----- Provided information -----

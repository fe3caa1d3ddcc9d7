//! In-memory store.

use std::collections::HashMap;

use async_trait::async_trait;
use tokio::sync::RwLock;

use crate::distributed::WorkerNode;
use crate::error::StoreError;
use crate::hpo::{HpoStudy, StudyId, Trial};
use crate::scheduler::{JobEvent, JobId, JobStatus, TrainingJob};

use super::{JobFilter, JobStore, StudyStore, WorkerNodeStore};

/// Keeps every record in process memory.
#[derive(Default)]
pub struct MemoryStore {
    jobs: RwLock<HashMap<JobId, TrainingJob>>,
    events: RwLock<HashMap<JobId, Vec<JobEvent>>>,
    studies: RwLock<HashMap<StudyId, HpoStudy>>,
    trials: RwLock<HashMap<StudyId, Vec<Trial>>>,
    workers: RwLock<Vec<WorkerNode>>,
}

impl MemoryStore {
    pub fn new() -> Self {
        Self::default()
    }
}

#[async_trait]
impl JobStore for MemoryStore {
    async fn insert_job(&self, job: &TrainingJob) -> Result<(), StoreError> {
        let mut jobs = self.jobs.write().await;
        if jobs.contains_key(&job.job_id) {
            return Err(StoreError::Conflict(format!("job {} exists", job.job_id)));
        }
        jobs.insert(job.job_id, job.clone());
        Ok(())
    }

    async fn get_job(&self, job_id: JobId) -> Result<Option<TrainingJob>, StoreError> {
        Ok(self.jobs.read().await.get(&job_id).cloned())
    }

    async fn list_jobs(&self, filter: &JobFilter) -> Result<(Vec<TrainingJob>, u64), StoreError> {
        let jobs = self.jobs.read().await;
        let mut matching: Vec<&TrainingJob> = jobs.values().filter(|j| filter.matches(j)).collect();
        matching.sort_by(|a, b| {
            b.created_at
                .cmp(&a.created_at)
                .then_with(|| b.job_id.cmp(&a.job_id))
        });
        let total = matching.len() as u64;
        let page = matching
            .into_iter()
            .skip(filter.offset() as usize)
            .take(filter.page_size as usize)
            .cloned()
            .collect();
        Ok((page, total))
    }

    async fn update_job(&self, job: &TrainingJob) -> Result<bool, StoreError> {
        let mut jobs = self.jobs.write().await;
        let Some(stored) = jobs.get_mut(&job.job_id) else {
            return Err(StoreError::NotFound(format!("job {}", job.job_id)));
        };
        if stored.version + 1 != job.version {
            return Ok(false);
        }
        *stored = job.clone();
        Ok(true)
    }

    async fn jobs_with_status(&self, status: JobStatus) -> Result<Vec<TrainingJob>, StoreError> {
        let jobs = self.jobs.read().await;
        let mut matching: Vec<TrainingJob> =
            jobs.values().filter(|j| j.status == status).cloned().collect();
        matching.sort_by_key(|j| j.created_at);
        Ok(matching)
    }

    async fn append_event(&self, job_id: JobId, event: &JobEvent) -> Result<(), StoreError> {
        self.events
            .write()
            .await
            .entry(job_id)
            .or_default()
            .push(event.clone());
        Ok(())
    }

    async fn job_events(&self, job_id: JobId) -> Result<Vec<JobEvent>, StoreError> {
        Ok(self
            .events
            .read()
            .await
            .get(&job_id)
            .cloned()
            .unwrap_or_default())
    }
}

#[async_trait]
impl StudyStore for MemoryStore {
    async fn insert_study(&self, study: &HpoStudy) -> Result<(), StoreError> {
        let mut studies = self.studies.write().await;
        if studies
            .values()
            .any(|s| s.tenant_id == study.tenant_id && s.name == study.name)
        {
            return Err(StoreError::Conflict(format!(
                "study '{}' already exists for tenant '{}'",
                study.name, study.tenant_id
            )));
        }
        studies.insert(study.study_id, study.clone());
        Ok(())
    }

    async fn get_study(&self, study_id: StudyId) -> Result<Option<HpoStudy>, StoreError> {
        Ok(self.studies.read().await.get(&study_id).cloned())
    }

    async fn find_study(
        &self,
        tenant_id: &str,
        name: &str,
    ) -> Result<Option<HpoStudy>, StoreError> {
        Ok(self
            .studies
            .read()
            .await
            .values()
            .find(|s| s.tenant_id == tenant_id && s.name == name)
            .cloned())
    }

    async fn update_study(&self, study: &HpoStudy) -> Result<(), StoreError> {
        let mut studies = self.studies.write().await;
        match studies.get_mut(&study.study_id) {
            Some(stored) => {
                *stored = study.clone();
                Ok(())
            }
            None => Err(StoreError::NotFound(format!("study {}", study.study_id))),
        }
    }

    async fn delete_study(&self, study_id: StudyId) -> Result<bool, StoreError> {
        let existed = self.studies.write().await.remove(&study_id).is_some();
        self.trials.write().await.remove(&study_id);
        Ok(existed)
    }

    async fn upsert_trial(&self, trial: &Trial) -> Result<(), StoreError> {
        let mut trials = self.trials.write().await;
        let entries = trials.entry(trial.study_id).or_default();
        match entries.iter_mut().find(|t| t.trial_id == trial.trial_id) {
            Some(existing) => *existing = trial.clone(),
            None => {
                entries.push(trial.clone());
                entries.sort_by_key(|t| t.trial_number);
            }
        }
        Ok(())
    }

    async fn list_trials(&self, study_id: StudyId) -> Result<Vec<Trial>, StoreError> {
        Ok(self
            .trials
            .read()
            .await
            .get(&study_id)
            .cloned()
            .unwrap_or_default())
    }
}

#[async_trait]
impl WorkerNodeStore for MemoryStore {
    async fn save_workers(&self, nodes: &[WorkerNode]) -> Result<(), StoreError> {
        *self.workers.write().await = nodes.to_vec();
        Ok(())
    }

    async fn list_workers(&self) -> Result<Vec<WorkerNode>, StoreError> {
        Ok(self.workers.read().await.clone())
    }
}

-----

## Task item
Filter the records above for lines containing the word "entries", and copy those lines.

## Task response
        let entries = trials.entry(trial.study_id).or_default();
        match entries.iter_mut().find(|t| t.trial_id == trial.trial_id) {
                entries.push(trial.clone());
                entries.sort_by_key(|t| t.trial_number);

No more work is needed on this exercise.